The real value of a D however is realised only when your very degree is at stake. I have been witness to two such cases and watching their fortunes swing, from close quarters made me realise the power D could have on our lives. So a D in a PH course paved the way for a PhD for someone last semester and only a few days back when I rang up one of my dear friends from in front of the Prof's room who was teaching the one course on which his degree hung and said "Dost, tera Dikka lag gaya...." the voice at the other end almost cracked out of a mix of relief and ecstasy for no one would ever have been happier on getting a D, in fact no one would have ever experienced the kind of joy D brought to my friend by even getting an A in a course; for it heralded the end of more than a mere course. He had finally earned his B.Tech degree from IIT Delhi, he was finally an engineer, the thing he had set out to become four and a half years earlier and it is, I hope the begining of a new phase in his life. To him this blog is dedicated. Congratulations my friend.

6 comments:

zubin said...

Heres the first comment to your blog..Many others will follow soon..great start baby..and welcome to the world of blogging.

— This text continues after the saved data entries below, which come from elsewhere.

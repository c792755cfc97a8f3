//! Integer relations (affine maps) over named spaces.
//!
//! Schedules are maps from a computation's iteration space into the shared
//! time space. Transformations never mutate a schedule through aliasing:
//! every operation here builds a new relation.

use crate::error::{Error, Result};
use crate::polyhedral::constraint::{Constraint, ConstraintSystem};
use crate::polyhedral::expr::AffineExpr;
use crate::polyhedral::parse;
use crate::polyhedral::set::Set;
use crate::polyhedral::space::Space;
use serde::{Deserialize, Serialize};
use std::fmt;

/// An integer relation defined by affine constraints over
/// `[params | inputs | outputs]`.
#[derive(Debug, Clone, PartialEq, Eq, Serialize, Deserialize)]
pub struct Map {
    /// The named space of the relation.
    pub space: Space,
    /// Conjunction of constraints.
    pub system: ConstraintSystem,
}

impl Map {
    /// The unconstrained relation over a space.
    pub fn universe(space: Space) -> Self {
        let system = ConstraintSystem::new(space.n_cols());
        Self { space, system }
    }

    /// The empty relation over a space.
    pub fn empty(space: Space) -> Self {
        let system = ConstraintSystem::infeasible(space.n_cols());
        Self { space, system }
    }

    /// Parse a textual presentation such as
    /// `[N] -> { S[i, j] -> [0, i, 0, j, 0] : 0 <= i < N }`.
    pub fn from_text(text: &str) -> Result<Self> {
        parse::parse_map(text)
    }

    /// Number of input dimensions.
    pub fn n_in(&self) -> usize {
        self.space.n_in()
    }

    /// Number of output dimensions.
    pub fn n_out(&self) -> usize {
        self.space.n_out()
    }

    /// The input tuple name.
    pub fn in_tuple_name(&self) -> Option<&str> {
        self.space.in_tuple.as_deref()
    }

    /// Rename the input tuple.
    pub fn set_in_tuple_name(&mut self, name: impl Into<String>) {
        self.space.in_tuple = Some(name.into());
    }

    /// Add a constraint row (layout `[params | inputs | outputs]`).
    pub fn add_constraint(&mut self, constraint: Constraint) {
        self.system.add(constraint);
    }

    /// Compose: apply `transform` to the range of `self`.
    ///
    /// The output dimensions of `self` are matched with the input
    /// dimensions of `transform` and existentially projected out.
    pub fn apply_range(&self, transform: &Map) -> Result<Map> {
        if self.n_out() != transform.n_in() {
            return Err(Error::poly(format!(
                "apply_range: range rank {} does not match transform input rank {}",
                self.n_out(),
                transform.n_in()
            )));
        }
        let (params, map_a, map_b) =
            Space::merge_params(&self.space.params, &transform.space.params);
        let np = params.len();
        let na = self.n_in();
        let nm = self.n_out();
        let nb = transform.n_out();
        let n_cols = np + na + nm + nb;

        // self rows over [P | in | mid], transform rows over [P | mid | out].
        let col_map_a: Vec<usize> = map_a
            .iter()
            .copied()
            .chain((0..na + nm).map(|i| np + i))
            .collect();
        let col_map_b: Vec<usize> = map_b
            .iter()
            .copied()
            .chain((0..nm + nb).map(|i| np + na + i))
            .collect();

        let mut system = self.system.remap(n_cols, &col_map_a);
        system
            .constraints
            .extend(transform.system.remap(n_cols, &col_map_b).constraints);

        let mid_cols: Vec<usize> = (np + na..np + na + nm).collect();
        system.eliminate_cols(&mid_cols);

        let space = Space {
            params,
            in_tuple: self.space.in_tuple.clone(),
            in_dims: self.space.in_dims.clone(),
            out_tuple: transform.space.out_tuple.clone(),
            out_dims: transform.space.out_dims.clone(),
        };
        Ok(Map { space, system })
    }

    /// Restrict the domain to a set. A tuple-name mismatch yields the
    /// empty relation.
    pub fn intersect_domain(&self, set: &Set) -> Result<Map> {
        if set.tuple_name() != self.in_tuple_name() {
            return Ok(Map::empty(self.space.clone()));
        }
        if set.n_dim() != self.n_in() {
            return Err(Error::poly(format!(
                "intersect_domain: set rank {} does not match input rank {}",
                set.n_dim(),
                self.n_in()
            )));
        }
        let (params, map_a, map_b) =
            Space::merge_params(&self.space.params, &set.space.params);
        let np = params.len();
        let n_cols = np + self.n_in() + self.n_out();

        let col_map_a: Vec<usize> = map_a
            .iter()
            .copied()
            .chain((0..self.n_in() + self.n_out()).map(|i| np + i))
            .collect();
        let col_map_b: Vec<usize> = map_b
            .iter()
            .copied()
            .chain((0..set.n_dim()).map(|i| np + i))
            .collect();

        let mut system = self.system.remap(n_cols, &col_map_a);
        system
            .constraints
            .extend(set.system.remap(n_cols, &col_map_b).constraints);
        system.tidy();

        let space = Space {
            params,
            ..self.space.clone()
        };
        Ok(Map { space, system })
    }

    /// The image of a set under the relation.
    pub fn apply(&self, set: &Set) -> Result<Set> {
        let restricted = self.intersect_domain(set)?;
        Ok(restricted.range())
    }

    /// The range of the relation, as a set.
    pub fn range(&self) -> Set {
        let mut system = self.system.clone();
        let in_cols: Vec<usize> = (0..self.n_in())
            .map(|i| self.space.in_col(i))
            .collect();
        system.eliminate_cols(&in_cols);
        Set {
            space: self.space.range(),
            system,
        }
    }

    /// Insert `count` unconstrained output dimensions at position `pos`.
    pub fn insert_out_dims(&self, pos: usize, count: usize) -> Map {
        let mut map = self.clone();
        map.system.insert_cols(map.space.out_col_base() + pos, count);
        for _ in 0..count {
            map.space.out_dims.insert(pos, None);
        }
        map
    }

    /// Append output dimensions, each constrained to zero. This is the
    /// padding primitive behind schedule rank alignment.
    pub fn align_range_dims(&self, target: usize) -> Result<Map> {
        let n = self.n_out();
        if target < n {
            return Err(Error::poly(format!(
                "align_range_dims: target rank {} below current rank {}",
                target, n
            )));
        }
        let mut map = self.insert_out_dims(n, target - n);
        for i in n..target {
            let cols = map.space.n_cols();
            let expr = AffineExpr::var(map.space.out_col(i), cols);
            map.system.add(Constraint::eq_zero(expr));
        }
        Ok(map)
    }

    /// Pin output dimension `pos` to the constant `value`.
    ///
    /// Builds an identity relation over the range universe, replaces the
    /// equality at `pos` with `x_pos = value` and applies it to the range.
    /// This is the single mechanism that writes static ordering
    /// coordinates.
    pub fn set_const_out_dim(&self, pos: usize, value: i64) -> Result<Map> {
        let n = self.n_out();
        if pos >= n {
            return Err(Error::InvalidDimension {
                dim: pos as i64,
                rank: n,
            });
        }
        log::trace!(
            "pinning output dimension {} of {} to {}",
            pos,
            self,
            value
        );
        let space = Space {
            params: self.space.params.clone(),
            in_tuple: None,
            in_dims: vec![None; n],
            out_tuple: None,
            out_dims: self.space.out_dims.clone(),
        };
        let mut transform = Map::universe(space);
        for i in 0..n {
            let cols = transform.space.n_cols();
            if i == pos {
                let expr = AffineExpr::var(transform.space.out_col(i), cols);
                let val = AffineExpr::constant(value, cols);
                transform.system.add(Constraint::eq(expr, val));
            } else {
                let lhs = AffineExpr::var(transform.space.in_col(i), cols);
                let rhs = AffineExpr::var(transform.space.out_col(i), cols);
                transform.system.add(Constraint::eq(lhs, rhs));
            }
        }
        self.apply_range(&transform)
    }

    /// Project away output dimension `pos`.
    pub fn project_out_out_dim(&self, pos: usize) -> Result<Map> {
        if pos >= self.n_out() {
            return Err(Error::InvalidDimension {
                dim: pos as i64,
                rank: self.n_out(),
            });
        }
        let mut map = self.clone();
        map.system.eliminate_col(map.space.out_col(pos));
        map.space.out_dims.remove(pos);
        Ok(map)
    }

    /// Read the constant value of an output dimension, when the relation
    /// pins it with a pure-constant equality.
    pub fn out_dim_constant(&self, pos: usize) -> Option<i64> {
        self.system.pinned_value(self.space.out_col(pos))
    }

    /// Semantic equality through canonical constraint forms. Sufficient
    /// for the single-valued relations the schedule algebra produces.
    pub fn is_equal(&self, other: &Map) -> bool {
        if self.n_in() != other.n_in()
            || self.n_out() != other.n_out()
            || self.in_tuple_name() != other.in_tuple_name()
        {
            return false;
        }
        let (params, map_a, map_b) =
            Space::merge_params(&self.space.params, &other.space.params);
        let np = params.len();
        let rest = self.n_in() + self.n_out();
        let col_map_a: Vec<usize> = map_a
            .iter()
            .copied()
            .chain((0..rest).map(|i| np + i))
            .collect();
        let col_map_b: Vec<usize> = map_b
            .iter()
            .copied()
            .chain((0..rest).map(|i| np + i))
            .collect();
        let mut a = self.system.remap(np + rest, &col_map_a);
        let mut b = other.system.remap(np + rest, &col_map_b);
        a.canonicalize();
        b.canonicalize();
        a == b
    }

    /// Input dimension names with positional fallbacks.
    pub fn in_dim_names(&self) -> Vec<String> {
        (0..self.n_in())
            .map(|i| {
                self.space.in_dims[i]
                    .clone()
                    .unwrap_or_else(|| format!("i{}", i))
            })
            .collect()
    }

    /// Output dimension names with positional fallbacks.
    pub fn out_dim_names(&self) -> Vec<String> {
        (0..self.n_out())
            .map(|i| {
                self.space.out_dims[i]
                    .clone()
                    .unwrap_or_else(|| format!("o{}", i))
            })
            .collect()
    }
}

impl fmt::Display for Map {
    fn fmt(&self, f: &mut fmt::Formatter<'_>) -> fmt::Result {
        let names: Vec<String> = self
            .space
            .params
            .iter()
            .cloned()
            .chain(self.in_dim_names())
            .chain(self.out_dim_names())
            .collect();
        if !self.space.params.is_empty() {
            write!(f, "[{}] -> ", self.space.params.join(", "))?;
        }
        write!(f, "{{ ")?;
        if let Some(t) = self.in_tuple_name() {
            write!(f, "{}", t)?;
        }
        write!(
            f,
            "[{}] -> [{}]",
            self.in_dim_names().join(", "),
            self.out_dim_names().join(", ")
        )?;
        if !self.system.is_empty() {
            write!(f, " : ")?;
            for (i, c) in self.system.constraints.iter().enumerate() {
                if i > 0 {
                    write!(f, " and ")?;
                }
                write!(f, "{}", c.to_string_with_names(&names))?;
            }
        }
        write!(f, " }}")
    }
}

#[cfg(test)]
mod tests {
    use super::*;

    fn identity2() -> Map {
        Map::from_text("{ S[i, j] -> [i, j] }").unwrap()
    }

    #[test]
    fn test_identity_relates_equal_points() {
        let map = identity2();
        assert_eq!(map.n_in(), 2);
        assert_eq!(map.n_out(), 2);
        assert_eq!(map.in_tuple_name(), Some("S"));
        // (i,j) -> (i,j) satisfied, (i,j) -> (j,i) not
        assert!(map.system.is_satisfied(&[3, 4, 3, 4]));
        assert!(!map.system.is_satisfied(&[3, 4, 4, 3]));
    }

    #[test]
    fn test_apply_range_composes() {
        let map = identity2();
        // transform swapping the two dimensions
        let t = Map::from_text("{ [a, b] -> [b, a] }").unwrap();
        let swapped = map.apply_range(&t).unwrap();
        assert!(swapped.system.is_satisfied(&[3, 4, 4, 3]));
        assert!(!swapped.system.is_satisfied(&[3, 4, 3, 4]));
    }

    #[test]
    fn test_set_const_out_dim() {
        let map = identity2();
        let pinned = map.set_const_out_dim(0, 7).unwrap();
        assert_eq!(pinned.out_dim_constant(0), Some(7));
        assert_eq!(pinned.out_dim_constant(1), None);
        // The remaining output still tracks the second input.
        assert!(pinned.system.is_satisfied(&[1, 4, 7, 4]));
        assert!(!pinned.system.is_satisfied(&[1, 4, 7, 5]));
    }

    #[test]
    fn test_align_range_dims() {
        let map = identity2();
        let aligned = map.align_range_dims(5).unwrap();
        assert_eq!(aligned.n_out(), 5);
        for pos in 2..5 {
            assert_eq!(aligned.out_dim_constant(pos), Some(0));
        }
    }

    #[test]
    fn test_apply_to_set() {
        let set = Set::from_text("{ S[i] : 0 <= i < 10 }").unwrap();
        let map = Map::from_text("{ S[i] -> [o] : o = i + 2 }").unwrap();
        let image = map.apply(&set).unwrap();
        assert!(image.contains(&[2], &[]));
        assert!(image.contains(&[11], &[]));
        assert!(!image.contains(&[1], &[]));
        assert!(!image.contains(&[12], &[]));
    }

    #[test]
    fn test_is_equal_ignores_route() {
        let a = Map::from_text("{ S[i] -> [o] : o = i }").unwrap();
        let b = Map::from_text("{ S[i] -> [j] : j - i = 0 }").unwrap();
        assert!(a.is_equal(&b));
        let c = Map::from_text("{ S[i] -> [o] : o = i + 1 }").unwrap();
        assert!(!a.is_equal(&c));
    }

    #[test]
    fn test_intersect_domain_mismatch_is_empty() {
        let map = identity2();
        let wrong = Set::from_text("{ T[i, j] : 0 <= i < 4 }").unwrap();
        let out = map.intersect_domain(&wrong).unwrap();
        assert!(out.system.is_obviously_empty());
    }
}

Yeah a D sometimes does feel so much better than an A...Keep on blogging!

Shailabh said...

Amazing blog atish ... I liked the place where yu said that after getting a D grade in Ph .. one could hope for a PhD or someting similar....

atish said...

Thanks a lot for the encouragement guys..

Balaji said...

Good one yaar .... specially when we all felt the same about the guy you dedicated this blog to .... You have definitely scored an A in this.

Arnav said...

In a world infested by wannabe, or outright pathetic, writers, I wonder why people like you take to blogging so late.
A very well written piece, and parts of it all too familiar for comfort. This deserves to be published in CR, or rather, does CR deserve something so good?

Gurinder said...

Hi Atish ...
I know you would in all possibility mistake me to be the gurinder in your class but spare a thought for the one who graduate d about a year ago. Enjoyed reading this blog of yours as i did those Hukka presentations you made in Kallury classes.